Aim of the task: Stop after the line containing "use proptest::prelude::*;"; retype every line of the data before it exactly, starting from the first.

Provided material:
//! End-to-end tests for accumulation and profile analysis.
//!
//! Each test records responses into a fresh `TraitManifold` and reads the
//! result back through `ProfileAnalyzer`.

use pretty_assertions::assert_eq;
use proptest::prelude::*;
use trait_manifold::{ProfileAnalyzer, SituationalContext, TraitManifold};

// ============================================================================
// Helper: two disjoint triangles, one tight and one loose.
// ============================================================================

/// {a, b, c} always fire together. {d, e, f} fire together once and
/// alone twice each, so every directed probability inside it is 1/3.
fn two_triangles() -> TraitManifold {
    let mut m = TraitManifold::new();
    for _ in 0..4 {
        m.record([("a", 1.0), ("b", 1.0), ("c", 1.0)], SituationalContext::WORK);
    }
    m.record([("d", 1.0), ("e", 1.0), ("f", 1.0)], SituationalContext::SOCIAL);
    for t in ["d", "e", "f"] {
        for _ in 0..2 {
            m.record([(t, 1.0)], SituationalContext::SOCIAL);
        }
    }
    m
}

fn clustered(m: &TraitManifold, threshold: f64) -> usize {
    ProfileAnalyzer::new(m)
        .discover_latent_traits(3, threshold)
        .iter()
        .map(|l| l.len())
        .sum()
}

// ============================================================================
// 1. Empty manifold
// ============================================================================

#[test]
fn test_empty_manifold() {
    let m = TraitManifold::new();
    let analyzer = ProfileAnalyzer::new(&m);

    assert_eq!(analyzer.trait_diversity(), 0);
    assert_eq!(analyzer.context_variance(), 0.0);
    assert_eq!(analyzer.contradiction_tolerance(), 0.0);
    assert_eq!(analyzer.tension(), 0.0);
    assert!(analyzer.discover_latent_traits(3, 0.3).is_empty());
    assert!(analyzer.generate_profile().is_empty());
}

// ============================================================================
// 2. Repeated pair
// ============================================================================

#[test]
fn test_repeated_pair_under_work() {
    let mut m = TraitManifold::new();
    for _ in 0..2 {
        m.record([("a", 0.5), ("b", 0.3)], SituationalContext::WORK);
    }
    let analyzer = ProfileAnalyzer::new(&m);

    assert_eq!(analyzer.trait_diversity(), 2);
    assert_eq!(m.co_occurrence("a", "b"), 2);
    assert_eq!(m.co_occurrence("b", "a"), 2);
    assert_eq!(m.co_activation_probability("a", "b"), 1.0);
    assert_eq!(m.co_activation_probability("b", "a"), 1.0);

    let top = analyzer.dominant_traits(1);
    assert_eq!(top.len(), 1);
    assert_eq!(top[0].trait_id.as_str(), "a");
    assert_eq!(top[0].strength, 1.0);
}

// ============================================================================
// 3. Context buckets
// ============================================================================

#[test]
fn test_strength_split_by_context() {
    let mut m = TraitManifold::new();
    m.record([("a", 0.4)], SituationalContext::WORK);
    m.record([("a", 0.6)], SituationalContext::SOCIAL);

    assert_eq!(m.contextual_strength("a", SituationalContext::WORK), 0.4);
    assert_eq!(m.contextual_strength("a", SituationalContext::SOCIAL), 0.6);
    assert_eq!(m.contextual_strength("a", SituationalContext::STRESS), 0.0);
    assert_eq!(m.total_strength("a"), 1.0);

    // Population variance of [0.4, 0.6] is 0.01.
    let variance = ProfileAnalyzer::new(&m).context_variance();
    assert!((variance - 0.01).abs() < 1e-12);
}

#[test]
fn test_contextual_dominant_uses_intersection() {
    let mut m = TraitManifold::new();
    m.record([("a", 0.9)], SituationalContext::WORK | SituationalContext::STRESS);
    m.record([("b", 0.5)], SituationalContext::WORK);
    m.record([("c", 1.5)], SituationalContext::LEISURE);

    let analyzer = ProfileAnalyzer::new(&m);
    let stress = analyzer.contextual_dominant_traits(SituationalContext::STRESS, 5);
    let stress: Vec<&str> = stress.iter().map(|t| t.trait_id.as_str()).collect();
    assert_eq!(stress, vec!["a"]);

    let work = analyzer.contextual_dominant_traits(SituationalContext::WORK, 5);
    let work: Vec<&str> = work.iter().map(|t| t.trait_id.as_str()).collect();
    assert_eq!(work, vec!["a", "b"]);
}

// ============================================================================
// 4. Asymmetric conditional probability
// ============================================================================

#[test]
fn test_co_activation_probability_is_asymmetric() {
    let mut m = TraitManifold::new();
    for _ in 0..2 {
        m.record([("t1", 0.5), ("t2", 0.5)], SituationalContext::NONE);
    }
    for _ in 0..8 {
        m.record([("t1", 0.5)], SituationalContext::NONE);
    }

    assert_eq!(m.activation_count("t1"), 10);
    assert_eq!(m.co_activation_probability("t1", "t2"), 0.2);
    assert_eq!(m.co_activation_probability("t2", "t1"), 1.0);
    assert!(m.contexts().is_empty());
}

// ============================================================================
// 5. Opposite pairs
// ============================================================================

#[test]
fn test_no_opposites_means_no_tension() {
    let mut m = TraitManifold::new();
    for _ in 0..5 {
        m.record(
            [("logical_analysis", 0.8), ("planning_ahead", 0.6), ("novelty_seeking", 0.4)],
            SituationalContext::WORK,
        );
    }
    let analyzer = ProfileAnalyzer::new(&m);
    assert_eq!(analyzer.contradiction_tolerance(), 0.0);
    assert_eq!(analyzer.tension(), 0.0);
}

#[test]
fn test_observed_opposites_feed_tension() {
    let mut m = TraitManifold::new();
    for _ in 0..2 {
        m.record([("risk_taking", 0.5), ("risk_averse", 0.5)], SituationalContext::CRISIS);
    }
    let analyzer = ProfileAnalyzer::new(&m);
    assert_eq!(analyzer.contradiction_tolerance(), 2.0);
    // sqrt(1.0 * 1.0) * 2 / 2
    assert_eq!(analyzer.tension(), 1.0);
}

// ============================================================================
// 6. Latent traits
// ============================================================================

#[test]
fn test_latent_clusters_from_triangles() {
    let m = two_triangles();
    let latent = ProfileAnalyzer::new(&m).discover_latent_traits(3, 0.3);

    assert_eq!(latent.len(), 2);
    assert_eq!(latent[0].id, "latent_1");
    assert!(latent[0].contains("a") && latent[0].contains("b") && latent[0].contains("c"));
    assert_eq!(latent[0].strength, 4.0);
    assert_eq!(latent[0].cohesion, 1.0);

    assert_eq!(latent[1].id, "latent_2");
    assert!(latent[1].contains("d"));
    assert!((latent[1].cohesion - 1.0 / 3.0).abs() < 1e-12);
}

#[test]
fn test_stricter_threshold_never_adds_members() {
    let m = two_triangles();
    let counts: Vec<usize> = [0.3, 0.5, 0.9, 1.0]
        .into_iter()
        .map(|t| clustered(&m, t))
        .collect();
    assert_eq!(counts, vec![6, 3, 3, 3]);
    assert!(counts.windows(2).all(|w| w[1] <= w[0]));
}

/// Strict threshold: a ten-member tree under `hub` plus the triangle
/// {bridge, c, d}. A weak `hub`-`bridge` edge lets `hub` claim `bridge`
/// early; the tree fills its ten slots before reaching `c`, `d` or
/// `tail`, which are left in undersized remnants.
fn bridged_tree() -> TraitManifold {
    fn pair(m: &mut TraitManifold, a: &str, strength: f64, b: &str, times: usize) {
        for _ in 0..times {
            m.record([(a, strength), (b, 1.0)], SituationalContext::NONE);
        }
    }

    let mut m = TraitManifold::new();
    pair(&mut m, "hub", 10.0, "left", 10);
    pair(&mut m, "hub", 10.0, "right", 10);
    for leaf in ["l1", "l2", "l3"] {
        pair(&mut m, "left", 1.0, leaf, 10);
    }
    for leaf in ["r1", "r2", "r3"] {
        pair(&mut m, "right", 1.0, leaf, 10);
    }
    pair(&mut m, "l1", 1.0, "tail", 10);
    pair(&mut m, "bridge", 1.0, "c", 10);
    pair(&mut m, "bridge", 1.0, "d", 10);
    pair(&mut m, "c", 1.0, "d", 10);
    // (1/21 + 1/21) / 2 ≈ 0.048
    pair(&mut m, "hub", 10.0, "bridge", 1);
    m
}

#[test]
fn test_looser_threshold_can_strand_traits() {
    let m = bridged_tree();
    let analyzer = ProfileAnalyzer::new(&m);

    let strict = analyzer.discover_latent_traits(3, 0.3);
    assert_eq!(strict.iter().map(|l| l.len()).collect::<Vec<_>>(), vec![10, 3]);
    assert!(strict[0].contains("tail") && !strict[0].contains("bridge"));

    let loose = analyzer.discover_latent_traits(3, 0.04);
    assert_eq!(loose.len(), 1);
    assert_eq!(loose[0].len(), 10);
    assert!(loose[0].contains("bridge"));
    assert!(!loose[0].contains("c") && !loose[0].contains("tail"));

    assert_eq!(clustered(&m, 0.3), 13);
    assert_eq!(clustered(&m, 0.04), 10);
}

#[test]
fn test_generated_profile_carries_everything() {
    let m = two_triangles();
    let profile = ProfileAnalyzer::new(&m).generate_profile();

    assert_eq!(profile.response_count, 11);
    assert_eq!(profile.trait_diversity, 6);
    assert_eq!(profile.all_traits.len(), 6);
    assert_eq!(profile.dominant_traits.len(), 5);
    assert_eq!(profile.latent_traits.len(), 2);
    assert_eq!(profile.strength("a"), 4.0);
    assert_eq!(profile.strength("missing"), 0.0);
}

// ============================================================================
// 7. Properties
// ============================================================================

const VOCAB: [&str; 8] = [
    "logical_analysis",
    "empathic_attunement",
    "risk_taking",
    "risk_averse",
    "planning_ahead",
    "spontaneity",
    "social_energizing",
    "solitude_recharging",
];

type Response = (Vec<(usize, f64)>, u16);

fn responses() -> impl Strategy<Value = Vec<Response>> {
    prop::collection::vec(
        (
            prop::collection::vec((0..VOCAB.len(), 0.0f64..1.0), 0..5),
            0u16..256,
        ),
        0..40,
    )
}

fn feed(responses: &[Response]) -> TraitManifold {
    let mut m = TraitManifold::new();
    for (activations, bits) in responses {
        m.record(
            activations.iter().map(|&(i, s)| (VOCAB[i], s)),
            SituationalContext::from_bits_truncate(*bits),
        );
    }
    m
}

proptest! {
    #[test]
    fn prop_identical_input_gives_identical_profile(input in responses()) {
        let a = ProfileAnalyzer::new(&feed(&input)).generate_profile();
        let b = ProfileAnalyzer::new(&feed(&input)).generate_profile();
        prop_assert_eq!(a, b);
    }

    #[test]
    fn prop_manifold_invariants(input in responses(), threshold in 0.0f64..1.0) {
        let m = feed(&input);
        prop_assert_eq!(m.response_count(), input.len());

        for (key, count) in m.pairs() {
            prop_assert!(key.first() < key.second());
            prop_assert!(count > 0);
        }
        for a in m.traits() {
            for b in m.traits() {
                let p = m.co_activation_probability(a.as_str(), b.as_str());
                prop_assert!((0.0..=1.0).contains(&p));
            }
        }

        for latent in ProfileAnalyzer::new(&m).discover_latent_traits(3, threshold) {
            prop_assert!(latent.len() >= 3 && latent.len() <= 10);
            prop_assert!((0.0..=1.0).contains(&latent.cohesion));
        }
    }
}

Response to this task:
//! End-to-end tests for accumulation and profile analysis.
//!
//! Each test records responses into a fresh `TraitManifold` and reads the
//! result back through `ProfileAnalyzer`.

use pretty_assertions::assert_eq;
use proptest::prelude::*;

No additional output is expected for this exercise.